Supplied material
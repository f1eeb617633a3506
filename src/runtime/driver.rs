//! The consumer thread of a run loop.
//!
//! Each core gets exactly one dedicated thread, started when the loop is built
//! and never stopped. It sleeps while both queues are empty and otherwise
//! executes tasks one at a time, dequeuing under the core lock and running the
//! task with the lock released.

use crate::runtime::core::Core;

use std::io;
use std::sync::Arc;
use std::thread;
use tracing::debug;

/// Spawns the consumer thread for `core`.
///
/// # Errors
/// Returns the OS error if the thread cannot be created.
pub(crate) fn start(core: Arc<Core>) -> io::Result<()> {
    thread::Builder::new()
        .name(core.name().to_string())
        .spawn(move || run(&core))?;

    Ok(())
}

fn run(core: &Core) {
    debug!(target: "runloop", runloop = %core.name(), "consumer started");

    let _guard = TerminateOnPanic { core };
    loop {
        let task = core.next_task();
        core.execute(task);
    }
}

/// Marks the core terminated if a task panic unwinds out of the loop.
struct TerminateOnPanic<'a> {
    core: &'a Core,
}

impl Drop for TerminateOnPanic<'_> {
    fn drop(&mut self) {
        if thread::panicking() {
            self.core.terminate();
        }
    }
}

Exercise aim
All that should be written out is the stretch of lines above between the one holding "use std::sync::Arc;" and the one holding "fn run(core: &Core)", inclusive, exactly as given.

Solved problem
use std::sync::Arc;
use std::thread;
use tracing::debug;

/// Spawns the consumer thread for `core`.
///
/// # Errors
/// Returns the OS error if the thread cannot be created.
pub(crate) fn start(core: Arc<Core>) -> io::Result<()> {
    thread::Builder::new()
        .name(core.name().to_string())
        .spawn(move || run(&core))?;

    Ok(())
}

fn run(core: &Core) {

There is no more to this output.